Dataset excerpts
//! Pure computation engine for deterministic portfolio analytics.
//!
//! The pipeline is a single synchronous forward pass:
//! merge/sort -> charge allocation -> equity & drawdown scan -> calendar
//! aggregation -> summary scalars. No I/O, no shared state; the same inputs
//! always produce the same [`Report`].

use crate::config::PortfolioConfig;
use crate::domain::{Decimal, TradeRecord};
use crate::error::AnalyticsError;
use serde::Serialize;
use tracing::info;

pub mod aggregate;
pub mod charges;
pub mod equity;
pub mod normalize;
pub mod summary;

pub use aggregate::{Aggregates, MonthKey};
pub use summary::Summary;

/// A trade annotated with the values derived for it by the pipeline.
#[derive(Debug, Clone, PartialEq, Eq, Serialize)]
pub struct DerivedTrade {
    /// The original record, passthrough columns included.
    pub trade: TradeRecord,
    /// P/L after deducting this trade's equal share of total charges.
    pub net_pnl: Decimal,
    /// Capital plus cumulative net P/L up to and including this trade.
    pub equity: Decimal,
    /// Running maximum of equity so far. Monotonically non-decreasing.
    pub peak_equity: Decimal,
    /// equity - peak_equity. Always <= 0; 0 at and after a new peak.
    pub drawdown: Decimal,
    /// drawdown / total capital * 100.
    pub drawdown_pct: Decimal,
}

/// The complete result bundle of one analytics run.
#[derive(Debug, Clone, PartialEq, Eq, Serialize)]
pub struct Report {
    /// Derived trade sequence, ascending by entry date.
    pub trades: Vec<DerivedTrade>,
    /// Monthly/yearly P/L buckets and per-year worst drawdown.
    pub aggregates: Aggregates,
    /// Scalar summary metrics.
    pub summary: Summary,
}

/// Run the full analytics pipeline over one or more trade datasets.
///
/// Datasets are concatenated without deduplication, then normalized by a
/// stable ascending sort on entry date. An empty input is a valid run: the
/// report comes back with no trades, no buckets, and all-zero summary
/// metrics.
///
/// # Errors
/// Returns `InvalidConfig` if the configuration fails boundary validation.
pub fn analyze(
    config: &PortfolioConfig,
    datasets: Vec<Vec<TradeRecord>>,
) -> Result<Report, AnalyticsError> {
    config.validate()?;

    let trades = normalize::merge_and_sort(datasets);
    let charge_per_trade = charges::charge_per_trade(config.total_charges, trades.len());
    let derived = equity::derive(trades, charge_per_trade, config.total_capital);
    let aggregates = aggregate::bucket(&derived);
    let summary = summary::compute(&derived, &aggregates, config.total_capital);

    info!(
        trades = derived.len(),
        months = aggregates.monthly_pnl.len(),
        "analytics pipeline complete"
    );

    Ok(Report {
        trades: derived,
        aggregates,
        summary,
    })
}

• **Problem details**: Please report every line in the entries above that holds the string "struct".

• **Response area**:
pub struct DerivedTrade {
pub struct Report {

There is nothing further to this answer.